[Activity]: Every line of the records that contains "IdentityState" should be tallied, and only the resulting number returned.

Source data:
◇ ◇ ◇ ◇ ◇ ◇ ◇

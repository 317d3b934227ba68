use std::sync::Arc;

use parking_lot::{RwLockReadGuard, RwLockWriteGuard};

use crate::common::{PageId, Result, PAGE_SIZE};

use super::{BufferPoolManager, FrameHeader};

/// RAII pairing of a pinned page with its required unpin.
///
/// Fetching or creating a page through a guard pins the frame; dropping the
/// guard unpins it, passing along whether the page was dirtied via
/// `data_mut`. The B+ tree does all of its page access through guards so
/// that every exit path, including error propagation, releases its pins.
pub struct PageGuard {
    bpm: Arc<BufferPoolManager>,
    frame: Arc<FrameHeader>,
    page_id: PageId,
    dirty: bool,
}

impl PageGuard {
    /// Pins an existing page.
    pub fn fetch(bpm: &Arc<BufferPoolManager>, page_id: PageId) -> Result<Self> {
        let frame = bpm.fetch_page(page_id)?;
        Ok(Self {
            bpm: Arc::clone(bpm),
            frame,
            page_id,
            dirty: false,
        })
    }

    /// Allocates a fresh zeroed page, pinned.
    pub fn create(bpm: &Arc<BufferPoolManager>) -> Result<Self> {
        let (page_id, frame) = bpm.new_page()?;
        Ok(Self {
            bpm: Arc::clone(bpm),
            frame,
            page_id,
            dirty: false,
        })
    }

    pub fn page_id(&self) -> PageId {
        self.page_id
    }

    /// Read access to the page bytes. The returned lock guard must be
    /// released before any further buffer pool call.
    pub fn data(&self) -> RwLockReadGuard<'_, Box<[u8; PAGE_SIZE]>> {
        self.frame.read_data()
    }

    /// Write access to the page bytes; marks the page dirty.
    pub fn data_mut(&mut self) -> RwLockWriteGuard<'_, Box<[u8; PAGE_SIZE]>> {
        self.dirty = true;
        self.frame.write_data()
    }

    pub fn is_dirty(&self) -> bool {
        self.dirty
    }
}

impl Drop for PageGuard {
    fn drop(&mut self) {
        self.bpm.unpin_page(self.page_id, self.dirty);
    }
}
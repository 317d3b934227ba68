pub mod btree;
pub mod btree_page;
pub mod iterator;
pub mod key_comparator;

pub use btree::BPlusTree;
pub use btree_page::{
    BTreePageType, InternalPage, LeafPage, DEFAULT_INTERNAL_MAX_SIZE, DEFAULT_LEAF_MAX_SIZE,
    INTERNAL_PAGE_CAPACITY, LEAF_PAGE_CAPACITY,
};
pub use iterator::TreeIterator;
pub use key_comparator::{BytewiseComparator, IntegerComparator, KeyComparator};
use std::collections::hash_map::RandomState;
use std::hash::{BuildHasher, Hash};

use parking_lot::Mutex;

/// A bucket holding at most `capacity` key/value pairs. Buckets live in the
/// directory's arena and may be aliased by several directory slots when
/// their local depth is below the global depth.
#[derive(Debug)]
struct Bucket<K, V> {
    depth: usize,
    items: Vec<(K, V)>,
}

impl<K: Eq, V> Bucket<K, V> {
    fn new(depth: usize, capacity: usize) -> Self {
        Self {
            depth,
            items: Vec::with_capacity(capacity),
        }
    }

    fn find(&self, key: &K) -> Option<&V> {
        self.items.iter().find(|(k, _)| k == key).map(|(_, v)| v)
    }

    fn remove(&mut self, key: &K) -> bool {
        if let Some(pos) = self.items.iter().position(|(k, _)| k == key) {
            self.items.remove(pos);
            true
        } else {
            false
        }
    }

    /// Inserts a pair, overwriting the value if the key is present.
    /// Returns false if the bucket is full and the key is new.
    fn insert(&mut self, key: K, value: V, capacity: usize) -> bool {
        for (k, v) in self.items.iter_mut() {
            if *k == key {
                *v = value;
                return true;
            }
        }
        if self.items.len() == capacity {
            return false;
        }
        self.items.push((key, value));
        true
    }

    fn is_full(&self, capacity: usize) -> bool {
        self.items.len() >= capacity
    }
}

/// Directory state guarded by the table's single mutex. All methods here
/// assume the lock is already held and never re-acquire it.
#[derive(Debug)]
struct Directory<K, V> {
    global_depth: usize,
    /// Directory slots; each entry is an index into `buckets`
    dir: Vec<usize>,
    /// Bucket arena; a split reuses the old slot for the zero-bit half and
    /// appends the one-bit half, so every slot stays referenced and
    /// `buckets.len()` is the live bucket count
    buckets: Vec<Bucket<K, V>>,
}

impl<K: Hash + Eq + Clone, V: Clone> Directory<K, V> {
    fn dir_index(&self, hash: u64) -> usize {
        let mask = (1usize << self.global_depth) - 1;
        (hash as usize) & mask
    }

    fn bucket_of(&self, hash: u64) -> usize {
        self.dir[self.dir_index(hash)]
    }

    /// Splits the bucket at arena index `target`, redistributing its items
    /// by the `depth`-th hash bit. The directory must already be deep
    /// enough to distinguish the two halves.
    fn split_bucket<S: BuildHasher>(&mut self, target: usize, capacity: usize, hasher: &S) {
        let depth = self.buckets[target].depth;
        let mask = 1usize << depth;

        let items = std::mem::take(&mut self.buckets[target].items);
        self.buckets[target].depth = depth + 1;

        let sibling = self.buckets.len();
        self.buckets.push(Bucket::new(depth + 1, capacity));

        for (k, v) in items {
            let h = hasher.hash_one(&k) as usize;
            if h & mask == 0 {
                self.buckets[target].items.push((k, v));
            } else {
                self.buckets[sibling].items.push((k, v));
            }
        }

        // Rewrite every slot that aliased the old bucket; the one-bit half
        // moves to the sibling. A split may leave one side empty - it still
        // counts as a bucket.
        for (i, slot) in self.dir.iter_mut().enumerate() {
            if *slot == target && i & mask != 0 {
                *slot = sibling;
            }
        }
    }

    /// Doubles the directory by appending a copy of the current slots,
    /// preserving bucket aliases.
    fn grow(&mut self) {
        let old_len = self.dir.len();
        for i in 0..old_len {
            let b = self.dir[i];
            self.dir.push(b);
        }
        self.global_depth += 1;
    }
}

/// A concurrent extendible hash table.
///
/// The directory has `2^global_depth` slots pointing at buckets of fixed
/// capacity; only the overfull bucket splits on insert, and the directory
/// doubles only when a bucket at the global depth must split. Used as the
/// buffer pool's page table and usable as a standalone container.
///
/// Hashing goes through the table's `BuildHasher` (default `RandomState`),
/// stable for the lifetime of one table instance.
pub struct ExtendibleHashTable<K, V, S = RandomState> {
    bucket_size: usize,
    hasher: S,
    state: Mutex<Directory<K, V>>,
}

impl<K: Hash + Eq + Clone, V: Clone> ExtendibleHashTable<K, V, RandomState> {
    /// Creates a table with one empty bucket of the given capacity and
    /// global depth 0.
    pub fn new(bucket_size: usize) -> Self {
        Self::with_hasher(bucket_size, RandomState::new())
    }
}

impl<K: Hash + Eq + Clone, V: Clone, S: BuildHasher> ExtendibleHashTable<K, V, S> {
    pub fn with_hasher(bucket_size: usize, hasher: S) -> Self {
        assert!(bucket_size > 0, "bucket size must be positive");
        Self {
            bucket_size,
            hasher,
            state: Mutex::new(Directory {
                global_depth: 0,
                dir: vec![0],
                buckets: vec![Bucket::new(0, bucket_size)],
            }),
        }
    }

    /// Looks up the value associated with `key`.
    pub fn find(&self, key: &K) -> Option<V> {
        let state = self.state.lock();
        let hash = self.hasher.hash_one(key);
        state.buckets[state.bucket_of(hash)].find(key).cloned()
    }

    /// Inserts a key/value pair, overwriting the value of an existing key.
    /// Splits the target bucket (and doubles the directory as needed) until
    /// the pair fits.
    pub fn insert(&self, key: K, value: V) {
        let mut state = self.state.lock();
        let hash = self.hasher.hash_one(&key);

        // The target slot must be recomputed each round: growing the
        // directory changes which slot the hash lands in.
        loop {
            let target = state.bucket_of(hash);
            if !state.buckets[target].is_full(self.bucket_size) {
                break;
            }
            if state.buckets[target].depth == state.global_depth {
                state.grow();
            }
            let target = state.bucket_of(hash);
            state.split_bucket(target, self.bucket_size, &self.hasher);
        }

        let target = state.bucket_of(hash);
        state.buckets[target].insert(key, value, self.bucket_size);
    }

    /// Removes the pair with the given key. Returns whether it was present.
    pub fn remove(&self, key: &K) -> bool {
        let mut state = self.state.lock();
        let hash = self.hasher.hash_one(key);
        let target = state.bucket_of(hash);
        state.buckets[target].remove(key)
    }

    /// Returns the directory's global depth.
    pub fn global_depth(&self) -> usize {
        self.state.lock().global_depth
    }

    /// Returns the local depth of the bucket referenced by directory slot
    /// `dir_index`.
    pub fn local_depth(&self, dir_index: usize) -> usize {
        let state = self.state.lock();
        state.buckets[state.dir[dir_index]].depth
    }

    /// Returns the number of live buckets.
    pub fn num_buckets(&self) -> usize {
        self.state.lock().buckets.len()
    }
}

#[cfg(test)]
mod tests {
    use super::*;
    use std::hash::Hasher;

    /// Hasher mapping an integer key to itself, for tests that need to
    /// place keys in known buckets.
    #[derive(Default, Clone)]
    pub struct IdentityHasher(u64);

    impl Hasher for IdentityHasher {
        fn finish(&self) -> u64 {
            self.0
        }

        fn write(&mut self, _bytes: &[u8]) {
            unimplemented!("identity hasher only supports integer keys")
        }

        fn write_u64(&mut self, n: u64) {
            self.0 = n;
        }

        fn write_u32(&mut self, n: u32) {
            self.0 = n as u64;
        }
    }

    #[derive(Default, Clone)]
    pub struct IdentityState;

    impl BuildHasher for IdentityState {
        type Hasher = IdentityHasher;

        fn build_hasher(&self) -> IdentityHasher {
            IdentityHasher::default()
        }
    }

    fn identity_table(bucket_size: usize) -> ExtendibleHashTable<u64, u64, IdentityState> {
        ExtendibleHashTable::with_hasher(bucket_size, IdentityState)
    }

    #[test]
    fn test_insert_find() {
        let table = ExtendibleHashTable::new(4);
        table.insert(1, "a");
        table.insert(2, "b");
        table.insert(3, "c");

        assert_eq!(table.find(&1), Some("a"));
        assert_eq!(table.find(&2), Some("b"));
        assert_eq!(table.find(&3), Some("c"));
        assert_eq!(table.find(&4), None);
    }

    #[test]
    fn test_insert_overwrites() {
        let table = ExtendibleHashTable::new(4);
        table.insert(7, 1);
        table.insert(7, 2);
        assert_eq!(table.find(&7), Some(2));
    }

    #[test]
    fn test_remove() {
        let table = ExtendibleHashTable::new(4);
        table.insert(1, 10);
        assert!(table.remove(&1));
        assert!(!table.remove(&1));
        assert_eq!(table.find(&1), None);
    }

    #[test]
    fn test_growth_with_identity_hash() {
        // Bucket capacity 2, keys hash to themselves. Keys 1..=4 split the
        // directory once; by key 6 both depth-1 buckets have overflowed
        // and the directory must reach depth 2.
        let table = identity_table(2);
        for k in 1..=4u64 {
            table.insert(k, k * 100);
        }
        assert_eq!(table.global_depth(), 1);
        assert_eq!(table.num_buckets(), 2);

        table.insert(5, 500);
        table.insert(6, 600);
        assert!(table.global_depth() >= 2);
        assert!(table.num_buckets() >= 3);
        for k in 1..=6u64 {
            assert_eq!(table.find(&k), Some(k * 100), "lost key {}", k);
        }
    }

    #[test]
    fn test_one_sided_split() {
        // 0 and 8 share the three low bits, forcing repeated splits in which
        // one new bucket stays empty.
        let table = identity_table(2);
        table.insert(0, 0);
        table.insert(8, 8);
        table.insert(16, 16);

        assert_eq!(table.find(&0), Some(0));
        assert_eq!(table.find(&8), Some(8));
        assert_eq!(table.find(&16), Some(16));
        assert!(table.global_depth() >= 4);
    }

    #[test]
    fn test_local_depth_bounded_by_global() {
        let table = identity_table(2);
        for k in 0..32u64 {
            table.insert(k, k);
        }
        let global = table.global_depth();
        for i in 0..(1usize << global) {
            assert!(table.local_depth(i) <= global);
        }
    }

    #[test]
    fn test_scale() {
        let table = ExtendibleHashTable::new(4);
        for k in 0..1000u64 {
            table.insert(k, k * 3);
        }
        for k in 0..1000u64 {
            assert_eq!(table.find(&k), Some(k * 3));
        }
    }
}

◇ ◇ ◇ ◇ ◇ ◇ ◇

[Response to the task]: 4